Мы с братом бродили между дюн, похожих на спящих у берега верблюдов. Те давали поваляться на одеялах своих мягких, тёплых горбов, и мы лежали, любуясь бирюзой неба, а после катились кубарем, большими клубками перекати-поля98
, и останавливаясь у самой воды, пели навстречу ветру: «О, море-море! Преданным скалам…» Прибой аплодировал нам волнами, и щедро осыпал мелкими янтарными крошками. Разгорячённые, мы спешили прильнуть к его прохладной груди, и, хотя замерзали скоро, не торопились уходить, как будто бы подозревая, что расставание будет долгим.Нам хотелось запомнить его таким, – голубоглазым, с соломенными кудрями песчаных дюн, с молочной пеной волн на губах и карамелью янтаря с увязнувшими в его нежности мошками, некогда застигнутыми врасплох. Можно ли унести память о море с собой, до следующего «когда-нибудь», до очередного «потом». Толкование этих фраз с любого языка на каждый, вполне определённо означает «никогда».

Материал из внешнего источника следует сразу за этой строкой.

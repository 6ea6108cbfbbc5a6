// logtail - util/constants.rs
//
// Single source of truth for all named constants, limits, and defaults.
// Config validation (platform::config) checks user values against the
// MIN_/MAX_ bounds declared here.

// =============================================================================
// Application metadata
// =============================================================================

/// Application display name.
pub const APP_NAME: &str = "logtail";

/// Application identifier used for config/data directories.
pub const APP_ID: &str = "logtail";

/// Current application version.
pub const APP_VERSION: &str = env!("CARGO_PKG_VERSION");

// =============================================================================
// Scheduler
// =============================================================================

/// Default number of worker threads for the real-time scheduler.
/// 0 means auto-detect (use available CPU cores).
pub const DEFAULT_WORKER_THREADS: usize = 0;

/// Hard upper bound on scheduler worker threads.
pub const MAX_WORKER_THREADS: usize = 64;

/// Upper bound on how long the timer thread sleeps when no task is due (ms).
/// Newly registered tasks also wake the timer, so this only bounds drift.
pub const SCHEDULER_MAX_IDLE_MS: u64 = 1_000;

// =============================================================================
// Single-file tailing
// =============================================================================

/// How often a file source re-stats and reads its file (ms).
pub const DEFAULT_TAIL_POLL_INTERVAL_MS: u64 = 100;

/// Minimum user-configurable tick interval for any source (ms).
pub const MIN_POLL_INTERVAL_MS: u64 = 10;

/// Maximum user-configurable tick interval for any source (ms).
pub const MAX_POLL_INTERVAL_MS: u64 = 10_000;

/// Maximum bytes read from a single file in one tick.
/// Prevents a large burst of new content from stalling a worker thread.
pub const DEFAULT_MAX_READ_BYTES_PER_TICK: usize = 512 * 1_024; // 512 KiB

/// Smallest accepted per-tick read cap.
pub const MIN_READ_BYTES_PER_TICK: usize = 4 * 1_024;

/// Largest accepted per-tick read cap.
pub const MAX_READ_BYTES_PER_TICK: usize = 64 * 1_024 * 1_024;

/// Maximum length (in chars) of a single line kept in memory. Longer lines
/// are truncated and suffixed with `TRUNCATION_MARKER`.
pub const MAX_LINE_CHARS: usize = 64 * 1_024;

/// Suffix appended to lines cut at `MAX_LINE_CHARS`.
pub const TRUNCATION_MARKER: &str = "... [truncated]";

/// Percentage reported while a file has unread bytes, even if the read
/// offset has numerically reached the end.
pub const MAX_PERCENT_BEFORE_END: f64 = 99.0;

// =============================================================================
// Merge
// =============================================================================

/// How often the merge engine drains its children's pending changes (ms).
pub const DEFAULT_MERGE_POLL_INTERVAL_MS: u64 = 100;

/// Maximum number of children a merge source accepts.
pub const MAX_MERGED_SOURCES: usize = 256;

/// Batching hint the merge engine passes to each child listener: flush after
/// this many new lines even if the wait time has not elapsed.
pub const MERGE_LISTENER_BATCH_LINES: usize = 1_000;

// =============================================================================
// Filter
// =============================================================================

/// How often a filter source re-evaluates pending upstream changes (ms).
pub const DEFAULT_FILTER_POLL_INTERVAL_MS: u64 = 100;

/// Number of upstream rows fetched per read while filtering.
pub const FILTER_BATCH_SIZE: usize = 10_000;

/// Maximum accepted length of a regex/expression filter pattern.
pub const MAX_FILTER_PATTERN_LENGTH: usize = 4_096;

// =============================================================================
// Page cache
// =============================================================================

/// Default number of rows per cache page.
pub const DEFAULT_PAGE_SIZE: usize = 1_000;

/// Default maximum number of resident pages.
pub const DEFAULT_MAX_PAGES: usize = 10;

/// Hard upper bound on page size.
pub const MAX_PAGE_SIZE: usize = 100_000;

/// Hard upper bound on resident pages.
pub const MAX_PAGES: usize = 10_000;

/// How often the page cache fetches queued pages from its upstream (ms).
pub const DEFAULT_CACHE_POLL_INTERVAL_MS: u64 = 50;

// =============================================================================
// Listener batching
// =============================================================================

/// Default maximum wait before pending appended lines are reported to a
/// listener (ms).
pub const DEFAULT_LISTENER_MAX_WAIT_MS: u64 = 100;

/// Default number of appended lines after which a listener is notified
/// without waiting for the end of the tick.
pub const DEFAULT_LISTENER_BATCH_LINES: usize = 1_000;

// =============================================================================
// Logging
// =============================================================================

/// Default log level.
pub const DEFAULT_LOG_LEVEL: &str = "info";

/// Maximum length of a log line included in debug output.
/// Prevents accidental exposure of sensitive data in long lines.
pub const DEBUG_MAX_LINE_PREVIEW: usize = 200;

// =============================================================================
// Configuration
// =============================================================================

/// Configuration file name.
pub const CONFIG_FILE_NAME: &str = "config.toml";

/// Encoding used when a file carries no byte-order mark.
pub const DEFAULT_ENCODING: &str = "utf-8";
// logtail - app/source.rs
//
// The read/listen contract every pipeline stage implements, plus the small
// helper that ties a stage's tick to the scheduler.
//
// Reads never fail: rows past the end (or columns a source does not supply)
// come back holding their column defaults. Listeners are told about changes
// through `on_modified`; replaying those modifications against the count a
// listener last saw always reproduces the source's count.

use crate::app::scheduler::{TaskHandle, TaskScheduler};
use crate::core::column::ColumnDescriptor;
use crate::core::model::{LogBuffer, Modification, Section};
use crate::core::property::{PropertyDescriptor, PropertySet, PropertyValue};
use crate::util::error::Result;
use parking_lot::Mutex;
use std::sync::{Arc, Weak};
use std::time::Duration;

/// Receives change notifications from a [`LogSource`].
pub trait LogSourceListener: Send + Sync {
    /// `source` changed. Called from the source's tick, never under the
    /// source's lock; implementations should return quickly.
    fn on_modified(&self, source: &dyn LogSource, modification: Modification);

    /// Rows of `section` became readable from a cache. Purely informational:
    /// the source's count is unchanged.
    fn on_retrieved(&self, source: &dyn LogSource, section: Section) {
        let _ = (source, section);
    }
}

/// A readable, observable table of log rows.
pub trait LogSource: Send + Sync {
    /// Columns this source supplies.
    fn columns(&self) -> Vec<ColumnDescriptor>;

    /// Properties this source supplies.
    fn properties(&self) -> Vec<PropertyDescriptor>;

    /// Number of rows currently readable.
    fn count(&self) -> usize;

    /// Copy every supplied property into `destination`.
    fn get_all_properties(&self, destination: &mut PropertySet);

    /// One property, or its default if unsupported.
    fn get_property(&self, property: &PropertyDescriptor) -> PropertyValue {
        let mut set = PropertySet::new();
        self.get_all_properties(&mut set);
        set.get(property)
    }

    /// Read the rows at `indices` (in that order) restricted to `columns`.
    fn get_entries_at(&self, indices: &[usize], columns: &[ColumnDescriptor]) -> LogBuffer;

    /// Read a contiguous range of rows.
    fn get_entries(&self, section: Section, columns: &[ColumnDescriptor]) -> LogBuffer {
        let indices: Vec<usize> = section.indices().collect();
        self.get_entries_at(&indices, columns)
    }

    /// Subscribe. `max_wait` and `min_lines_before_flush` are batching
    /// hints for appended rows.
    fn add_listener(
        &self,
        listener: Arc<dyn LogSourceListener>,
        max_wait: Duration,
        min_lines_before_flush: usize,
    );

    /// Unsubscribe; returns false if `listener` was not registered.
    fn remove_listener(&self, listener: &Arc<dyn LogSourceListener>) -> bool;

    /// Stop ticking and release upstream sources. Idempotent.
    fn dispose(&self);
}

/// Identity comparison of listeners (data pointer only).
pub fn same_listener(a: &Arc<dyn LogSourceListener>, b: &Arc<dyn LogSourceListener>) -> bool {
    std::ptr::eq(
        Arc::as_ptr(a) as *const (),
        Arc::as_ptr(b) as *const (),
    )
}

/// A stage that does its work in a periodic tick.
pub trait Tick: Send + Sync {
    fn tick(&self) -> Result<()>;
}

/// Registration of one stage's tick with a scheduler.
///
/// The scheduled callback holds only a `Weak` reference, so a source that
/// is dropped while a tick is queued is still freed; dropping the ticker
/// unregisters the task.
pub struct Ticker {
    scheduler: Arc<dyn TaskScheduler>,
    handle: Mutex<Option<TaskHandle>>,
}

impl Ticker {
    pub fn new(scheduler: Arc<dyn TaskScheduler>) -> Self {
        Self {
            scheduler,
            handle: Mutex::new(None),
        }
    }

    /// Start ticking `source` every `period`.
    pub fn start<T: Tick + 'static>(&self, source: &Arc<T>, name: String, period: Duration) {
        let weak: Weak<T> = Arc::downgrade(source);
        let handle = self.scheduler.register(
            &name,
            period,
            Box::new(move || match weak.upgrade() {
                Some(source) => source.tick(),
                None => Ok(()),
            }),
        );
        if let Some(previous) = self.handle.lock().replace(handle) {
            self.scheduler.unregister(previous);
        }
    }

    /// Stop ticking. Blocks until an in-flight tick returns (unless called
    /// from that tick). Returns false if already stopped.
    pub fn stop(&self) -> bool {
        let handle = self.handle.lock().take();
        match handle {
            Some(handle) => self.scheduler.unregister(handle),
            None => false,
        }
    }

    pub fn scheduler(&self) -> &Arc<dyn TaskScheduler> {
        &self.scheduler
    }
}

impl Drop for Ticker {
    fn drop(&mut self) {
        self.stop();
    }
}
// logtail - util/logging.rs
//
// Structured logging with runtime-selectable debug mode.
//
// Activation:
//   - Environment variable: RUST_LOG=debug (or trace)
//   - CLI flag: --debug (sets level to debug)
//   - Config file: [logging] level = "debug"
//
// Output: stderr by default, or the file named by [logging] file.
// Log lines never include more than DEBUG_MAX_LINE_PREVIEW chars of content.

use std::fs::OpenOptions;
use std::sync::Mutex;
use tracing_subscriber::EnvFilter;

/// Initialise the logging subsystem.
///
/// `debug_flag` is true when the user passed --debug on the CLI.
/// `config_level` is the level from config.toml (if present).
/// `log_file` is the optional log file path from config.toml.
///
/// Priority: RUST_LOG env var > CLI --debug flag > config level > default "info".
/// Calling this twice is harmless; the second call is ignored.
pub fn init(debug_flag: bool, config_level: Option<&str>, log_file: Option<&str>) {
    let filter = if std::env::var("RUST_LOG").is_ok() {
        EnvFilter::from_default_env()
    } else if debug_flag {
        EnvFilter::new("debug")
    } else if let Some(level) = config_level {
        EnvFilter::new(level)
    } else {
        EnvFilter::new(super::constants::DEFAULT_LOG_LEVEL)
    };

    let builder = tracing_subscriber::fmt()
        .with_env_filter(filter)
        .with_target(true)
        .with_thread_ids(true)
        .with_file(true)
        .with_line_number(true)
        .compact();

    let file = log_file.and_then(|path| {
        match OpenOptions::new().create(true).append(true).open(path) {
            Ok(f) => Some(f),
            Err(e) => {
                eprintln!("Cannot open log file '{path}': {e}. Logging to stderr.");
                None
            }
        }
    });

    let installed = match file {
        Some(f) => builder
            .with_ansi(false)
            .with_writer(Mutex::new(f))
            .try_init()
            .is_ok(),
        None => builder.with_writer(std::io::stderr).try_init().is_ok(),
    };

    if installed {
        tracing::debug!(
            app = super::constants::APP_NAME,
            version = super::constants::APP_VERSION,
            "Logging initialised"
        );
    }
}

/// Shorten `line` for inclusion in a log message.
pub fn preview(line: &str) -> &str {
    let max = super::constants::DEBUG_MAX_LINE_PREVIEW;
    match line.char_indices().nth(max) {
        Some((idx, _)) => &line[..idx],
        None => line,
    }
}
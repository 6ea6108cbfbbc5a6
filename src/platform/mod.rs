// logtail - platform/mod.rs
//
// Platform abstraction layer: config directories, config.toml, file access.
// Dependencies: util, core (plain data types), directories crate.
// Must NOT depend on: app.

pub mod config;
pub mod fs;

Много лет спустя мне подарили мешок зелёного кофе. Это только так говорится «зелёный», на самом деле он был похож на мелкую, обсушенную солнцем морскую гальку. Я кидал горсть зёрен на чугунную сковородку, где они становились лёгкими, ломкими и варил из них кофе в медной турке. Густой и крепкий, как ночь. Пьянящий, как ветер с моря.
III
Ветер. Он – та тяжёлая книга с тонкими полупрозрачными листами, которую, прежде чем открыть, нужно облокотить о камень у дороги. Ветер несёт в себе звёздные россыпи запахов и звуков, но отчётливо слышно лишь те, что узнаёт счастье, живущее в тебе всегда.
Всё будет хорошо
Февраль устроил постирушку. Отовсюду капает, пар тумана клубится над тазом пруда, полным белых сот снежной пены. Седой дятел сыт, – размороженный к завтраку изюм оказался как нельзя кстати. Довольство в его глазах и от насыщения, и от того, что вот, совсем немного ещё, и вянущие лепестки сугробов можно будет отыскать лишь в глухой тени, до которой нет дела никому.
Воробьи не спешат скинуть с себя серые, дымному табаку в цвет, пуховые платки, но уже достаточно небрежны, суеумны99
. Распустив концы одежд, роняют в воду уголки, так что каплет с них весьма обильно, и едва ли не нараспашку раскрыта душа. Того и гляди, подхватят простуду, что об эту пору возможна на раз-два.Синицы опрометчивы не столь. Подобрав шаровары, они переступают через лужи, стараясь оставить нетронутой их безупречную поверхность, а если вдруг случайно вымочат штанишки, тут же отожмут наскоро и просушат на сквозняке. И это при том, что синицы в каждую минуту готовы сбросить с себя всё, и окунуться в любую, мало-мальски приличную прорубь, так охочи до купания!